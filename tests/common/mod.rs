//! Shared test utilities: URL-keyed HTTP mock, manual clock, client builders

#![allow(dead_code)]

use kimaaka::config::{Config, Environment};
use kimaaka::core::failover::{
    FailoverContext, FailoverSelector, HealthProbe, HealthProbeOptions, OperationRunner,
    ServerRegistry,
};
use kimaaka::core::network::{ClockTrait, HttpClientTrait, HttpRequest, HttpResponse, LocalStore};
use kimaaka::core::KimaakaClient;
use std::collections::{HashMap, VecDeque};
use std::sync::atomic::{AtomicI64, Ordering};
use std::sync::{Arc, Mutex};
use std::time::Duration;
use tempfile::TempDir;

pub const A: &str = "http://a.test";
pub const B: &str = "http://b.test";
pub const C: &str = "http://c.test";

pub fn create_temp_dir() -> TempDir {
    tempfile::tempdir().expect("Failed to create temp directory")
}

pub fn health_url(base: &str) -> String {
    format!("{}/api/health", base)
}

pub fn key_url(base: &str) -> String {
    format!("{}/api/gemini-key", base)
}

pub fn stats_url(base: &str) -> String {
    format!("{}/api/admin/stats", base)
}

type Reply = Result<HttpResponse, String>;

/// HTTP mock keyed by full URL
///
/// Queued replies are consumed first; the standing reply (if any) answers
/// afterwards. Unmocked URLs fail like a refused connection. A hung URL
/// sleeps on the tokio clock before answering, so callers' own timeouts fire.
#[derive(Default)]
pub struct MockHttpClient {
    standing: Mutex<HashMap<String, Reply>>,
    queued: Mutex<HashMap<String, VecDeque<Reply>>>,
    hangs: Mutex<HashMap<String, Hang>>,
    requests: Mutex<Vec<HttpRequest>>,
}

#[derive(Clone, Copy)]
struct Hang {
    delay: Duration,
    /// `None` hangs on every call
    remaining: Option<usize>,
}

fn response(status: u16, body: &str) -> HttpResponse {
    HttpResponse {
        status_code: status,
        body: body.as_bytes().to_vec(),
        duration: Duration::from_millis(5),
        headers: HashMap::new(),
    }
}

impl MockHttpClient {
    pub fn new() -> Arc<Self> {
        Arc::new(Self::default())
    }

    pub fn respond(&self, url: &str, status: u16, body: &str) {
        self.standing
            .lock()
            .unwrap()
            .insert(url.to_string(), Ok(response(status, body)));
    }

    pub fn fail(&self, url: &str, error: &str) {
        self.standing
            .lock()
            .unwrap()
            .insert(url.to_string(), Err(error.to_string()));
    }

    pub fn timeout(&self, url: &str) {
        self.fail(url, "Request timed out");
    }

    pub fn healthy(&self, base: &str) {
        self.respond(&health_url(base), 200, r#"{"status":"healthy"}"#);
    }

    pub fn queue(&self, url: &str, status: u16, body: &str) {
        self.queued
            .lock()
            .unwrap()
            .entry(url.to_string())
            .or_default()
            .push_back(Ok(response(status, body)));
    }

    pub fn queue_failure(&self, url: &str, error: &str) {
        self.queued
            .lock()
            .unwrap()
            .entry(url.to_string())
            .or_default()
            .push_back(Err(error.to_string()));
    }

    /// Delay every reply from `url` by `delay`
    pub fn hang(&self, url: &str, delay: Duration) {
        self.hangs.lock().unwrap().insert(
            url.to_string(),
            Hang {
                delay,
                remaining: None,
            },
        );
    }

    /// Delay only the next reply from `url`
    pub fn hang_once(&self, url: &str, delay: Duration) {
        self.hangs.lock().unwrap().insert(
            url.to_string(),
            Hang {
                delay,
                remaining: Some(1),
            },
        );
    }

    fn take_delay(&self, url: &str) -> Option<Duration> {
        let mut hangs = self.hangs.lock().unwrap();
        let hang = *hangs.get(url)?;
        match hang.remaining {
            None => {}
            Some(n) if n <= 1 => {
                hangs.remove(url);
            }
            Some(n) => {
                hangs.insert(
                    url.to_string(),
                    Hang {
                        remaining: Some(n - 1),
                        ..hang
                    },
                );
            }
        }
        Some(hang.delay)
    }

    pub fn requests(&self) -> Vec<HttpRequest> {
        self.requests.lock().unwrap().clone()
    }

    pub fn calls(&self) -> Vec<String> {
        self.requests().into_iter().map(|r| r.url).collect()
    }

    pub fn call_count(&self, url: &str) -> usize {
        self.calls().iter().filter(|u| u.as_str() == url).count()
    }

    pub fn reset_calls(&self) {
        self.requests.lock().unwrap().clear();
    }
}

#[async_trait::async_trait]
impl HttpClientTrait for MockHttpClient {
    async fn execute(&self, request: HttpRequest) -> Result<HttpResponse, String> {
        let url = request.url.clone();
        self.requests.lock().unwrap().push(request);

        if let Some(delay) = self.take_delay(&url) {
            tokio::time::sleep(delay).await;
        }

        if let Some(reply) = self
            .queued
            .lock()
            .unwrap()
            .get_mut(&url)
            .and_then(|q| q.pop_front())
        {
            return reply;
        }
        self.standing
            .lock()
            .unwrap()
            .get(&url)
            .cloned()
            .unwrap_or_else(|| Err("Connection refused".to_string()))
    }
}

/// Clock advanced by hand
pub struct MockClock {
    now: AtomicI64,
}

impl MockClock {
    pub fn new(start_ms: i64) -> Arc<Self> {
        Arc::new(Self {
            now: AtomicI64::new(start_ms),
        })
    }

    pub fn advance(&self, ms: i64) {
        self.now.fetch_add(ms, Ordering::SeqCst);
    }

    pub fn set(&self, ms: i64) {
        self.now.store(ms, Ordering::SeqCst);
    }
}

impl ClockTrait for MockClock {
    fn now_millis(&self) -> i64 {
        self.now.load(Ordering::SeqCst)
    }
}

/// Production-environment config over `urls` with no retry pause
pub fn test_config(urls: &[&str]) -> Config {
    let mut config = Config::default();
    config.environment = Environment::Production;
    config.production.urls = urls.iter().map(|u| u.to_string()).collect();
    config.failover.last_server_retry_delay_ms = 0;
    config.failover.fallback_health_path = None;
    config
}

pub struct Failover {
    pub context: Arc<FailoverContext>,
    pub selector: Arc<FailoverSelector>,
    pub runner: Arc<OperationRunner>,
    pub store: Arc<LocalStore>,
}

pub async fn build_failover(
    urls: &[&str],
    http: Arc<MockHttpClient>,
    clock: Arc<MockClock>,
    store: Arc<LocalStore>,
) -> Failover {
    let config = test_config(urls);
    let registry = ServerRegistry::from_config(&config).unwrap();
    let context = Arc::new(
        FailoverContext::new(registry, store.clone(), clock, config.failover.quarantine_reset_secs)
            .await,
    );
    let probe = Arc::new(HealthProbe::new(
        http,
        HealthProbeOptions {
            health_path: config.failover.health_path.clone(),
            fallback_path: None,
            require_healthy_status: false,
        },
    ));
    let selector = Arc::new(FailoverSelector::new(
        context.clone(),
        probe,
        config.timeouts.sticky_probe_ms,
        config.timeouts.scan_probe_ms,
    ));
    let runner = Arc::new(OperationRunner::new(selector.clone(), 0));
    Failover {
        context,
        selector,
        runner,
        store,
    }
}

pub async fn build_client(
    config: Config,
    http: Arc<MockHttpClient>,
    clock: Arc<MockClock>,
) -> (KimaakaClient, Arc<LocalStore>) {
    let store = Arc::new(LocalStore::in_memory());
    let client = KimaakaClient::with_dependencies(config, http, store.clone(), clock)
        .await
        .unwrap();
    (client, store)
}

*-*-*

EXERCISE DIRECTIONS: Lines with "format": find them in the data and copy each one.

ANSWER SPACE:
    format!("{}/api/health", base)
    format!("{}/api/gemini-key", base)
    format!("{}/api/admin/stats", base)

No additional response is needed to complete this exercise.